A su vez, subió la meta fiscal para el tercer trimestre, a pedido del gobierno argentino, desde el superávit acumulado de $ 60.000 millones a los $ 70.000 millones actuales. Y también accedió a dar mayor posibilidad de acumular futuro de dólares, hasta u$s 3600 millones a septiembre, desde lo anterior, que era de u$s 1000 millones.

“El principal riesgo sigue siendo un cambio prolongado en preferencias de la cartera fuera de los activos argentinos como resultado de las crecientes incertidumbres sobre el futuro panorama político. Esto podría manifestarse como un aumento de la dolarización que provocará presiones de depreciación, pasando a la inflación y dando lugar a un aumento en la relación deuda-PIB y una mayor pérdida de reservas de divisas que la proyectada en la línea de base”, destacaron dentro del staff report dado a conocer este tarde.

El documento de 88 páginas reconoce la inercia inflacionaria cuando menciona que “se espera que la inflación termine el año en alrededor del 40 por ciento (muy por encima del 30,5 por ciento, previsión en el momento de la tercera revisión) debido al aumento de los salarios nominales y un aumento significativo en las expectativas de inflación”.

A su vez, sobre el PBI recortó un poco la previsión para 2019, a una caída de 1,3%, pero fuerte para 2020: desde un crecimiento de 2,2% a la mitad, de 1,1%. El Gobierno, en cambio, estima que el año próximo la recuperación se traducirá en una expansión de 3,5%.

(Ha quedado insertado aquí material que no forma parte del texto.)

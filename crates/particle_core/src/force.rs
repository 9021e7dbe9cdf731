//! Force laws between typed particles.
//!
//! Every law splits into a short-range repulsion core and a longer-range
//! tail. The core is always repulsive so particles never collapse onto each
//! other; the tail is where the attraction matrix shapes emergent behaviour.
//! A positive result attracts the acting particle toward its neighbour, a
//! negative result pushes it away.

use particle_data::ForceLawKind;
use rand::Rng;
use serde::{Deserialize, Serialize};

use crate::error::{Result, SimError};
use crate::matrix::{standard_normal, InteractionMatrices};

/// Distances below this are treated as this value.
pub const MIN_DISTANCE: f64 = 1e-6;

/// Snake law repulsion cutoff.
const SNAKE_REPEL_DISTANCE: f64 = 10.0;

/// Repulsion core parameters shared by all laws.
#[derive(Debug, Clone, Copy, PartialEq, Serialize, Deserialize)]
pub struct ForceParams {
    pub repel_radius: f64,
    pub repel_strength: f64,
}

/// A force law instance.
///
/// `Simple` carries the coefficient drawn when the instance was created, so two
/// instances of the same kind may behave differently.
#[derive(Debug, Clone, Copy, PartialEq, Serialize, Deserialize)]
pub enum ForceLaw {
    Default,
    Absolute,
    Cluster,
    Snake,
    Simple { coefficient: f64 },
    Inert,
}

impl ForceLaw {
    /// Creates a fresh instance of `kind`, drawing any frozen state from `rng`.
    pub fn from_kind<R: Rng + ?Sized>(kind: ForceLawKind, rng: &mut R) -> Self {
        match kind {
            ForceLawKind::Default => ForceLaw::Default,
            ForceLawKind::Absolute => ForceLaw::Absolute,
            ForceLawKind::Cluster => ForceLaw::Cluster,
            ForceLawKind::Snake => ForceLaw::Snake,
            ForceLawKind::Simple => ForceLaw::Simple {
                coefficient: standard_normal(rng),
            },
            ForceLawKind::Inert => ForceLaw::Inert,
        }
    }

    #[must_use]
    pub fn kind(&self) -> ForceLawKind {
        match self {
            ForceLaw::Default => ForceLawKind::Default,
            ForceLaw::Absolute => ForceLawKind::Absolute,
            ForceLaw::Cluster => ForceLawKind::Cluster,
            ForceLaw::Snake => ForceLawKind::Snake,
            ForceLaw::Simple { .. } => ForceLawKind::Simple,
            ForceLaw::Inert => ForceLawKind::Inert,
        }
    }

    /// Signed force magnitude felt by a particle of type `t` from one of type
    /// `ot` at distance `d`.
    ///
    /// `t` and `ot` must be below `matrices.max_types()`.
    #[inline]
    #[must_use]
    pub fn force(
        &self,
        d: f64,
        t: u8,
        ot: u8,
        matrices: &InteractionMatrices,
        params: &ForceParams,
    ) -> f64 {
        let d = d.max(MIN_DISTANCE);
        let (ti, oi) = (usize::from(t), usize::from(ot));
        let repel_radius = params.repel_radius;

        match self {
            ForceLaw::Default => {
                if d < repel_radius {
                    return -params.repel_strength / d;
                }
                matrices.attraction.get(ti, oi) / d
            }
            ForceLaw::Absolute => {
                let h = matrices.attraction.get(ti, oi);
                let k = matrices.radius.get(ti, oi);

                if d < repel_radius {
                    return -(params.repel_strength / (d / repel_radius + 1.0))
                        + repel_radius / 2.0;
                }
                if d < repel_radius + 2.0 / k {
                    return -h * (k * d - k * repel_radius - 1.0) + h;
                }
                0.0
            }
            ForceLaw::Cluster => {
                if d < repel_radius {
                    return -params.repel_strength / d;
                }
                if t == ot {
                    0.3 / d
                } else {
                    0.0
                }
            }
            ForceLaw::Snake => {
                if d < SNAKE_REPEL_DISTANCE {
                    return -1.0 / d;
                }
                if t == ot || u16::from(t) == u16::from(ot) + 1 {
                    0.5 / (d * 10.0)
                } else {
                    0.0
                }
            }
            ForceLaw::Simple { coefficient } => {
                if d < repel_radius {
                    return -params.repel_strength / d;
                }
                coefficient / d
            }
            ForceLaw::Inert => 0.0,
        }
    }
}

/// One force law per particle type, selected by the acting particle's type.
#[derive(Debug, Clone, PartialEq, Serialize, Deserialize)]
pub struct ForceLawTable {
    laws: Vec<ForceLaw>,
}

impl ForceLawTable {
    /// Gives every type its own fresh instance of `kind`.
    pub fn uniform<R: Rng + ?Sized>(kind: ForceLawKind, max_types: usize, rng: &mut R) -> Self {
        Self {
            laws: (0..max_types).map(|_| ForceLaw::from_kind(kind, rng)).collect(),
        }
    }

    #[inline]
    #[must_use]
    pub fn law(&self, type_id: u8) -> &ForceLaw {
        &self.laws[usize::from(type_id)]
    }

    pub fn set(&mut self, type_id: usize, law: ForceLaw) -> Result<()> {
        let max_types = self.laws.len();
        let slot = self
            .laws
            .get_mut(type_id)
            .ok_or(SimError::TypeOutOfRange {
                type_id,
                max_types,
            })?;
        *slot = law;
        Ok(())
    }

    #[must_use]
    pub fn len(&self) -> usize {
        self.laws.len()
    }

    #[must_use]
    pub fn is_empty(&self) -> bool {
        self.laws.is_empty()
    }

    pub fn iter(&self) -> impl Iterator<Item = &ForceLaw> {
        self.laws.iter()
    }
}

La elevada inflación implicará que las tasas de interés deberán mantenerse elevadas por más tiempo de lo previsto y, esto, impactará en la actividad, reconocen desde el FMI.

“Con la inflación demostrando ser más persistente, las tasas deberán permanecer más altas durante más tiempo, afectando nuevamente la demanda interna y las importaciones y resultando en una revisión a la baja del crecimiento en 2020 (de 2,2 a 1,1 por ciento)”, marcan. Y agregan que “las tasas y el menor crecimiento han contribuido a elevar los niveles de deuda a mediano plazo a 60 por ciento del PIB en 2024”.

Con respecto al cambio de la meta fiscal para el año, de 0,3% del PBI para el FMI, este se dará luego de que se apliquen los los ajustadores para el gasto social y de capital.

Los principales cambios en estas perspectivas desde la tercera revisión incluyen, por un lado, “las medidas de política anunciadas en los primeros cuatro meses del año suman 0,2 por ciento del PIB”, pero por otro sostiene que “es probable que una menor recaudación de impuestos en términos reales reduzca los ingresos en alrededor del 1 por ciento del PBI”.

En línea con el reciente acuerdo entre el Mercosur y la Unión Europea, el FMI advierte que los impuestos al comercio internacional van en contra, pero reconoce que en el contexto fiscal argentino actual, son necesarios.

Así dio a conocer la letra chica de la cuarta revisión de la economía argentina, que dio lugar al quinto desembolso por u$s 5400 millones aprobado el viernes pasado.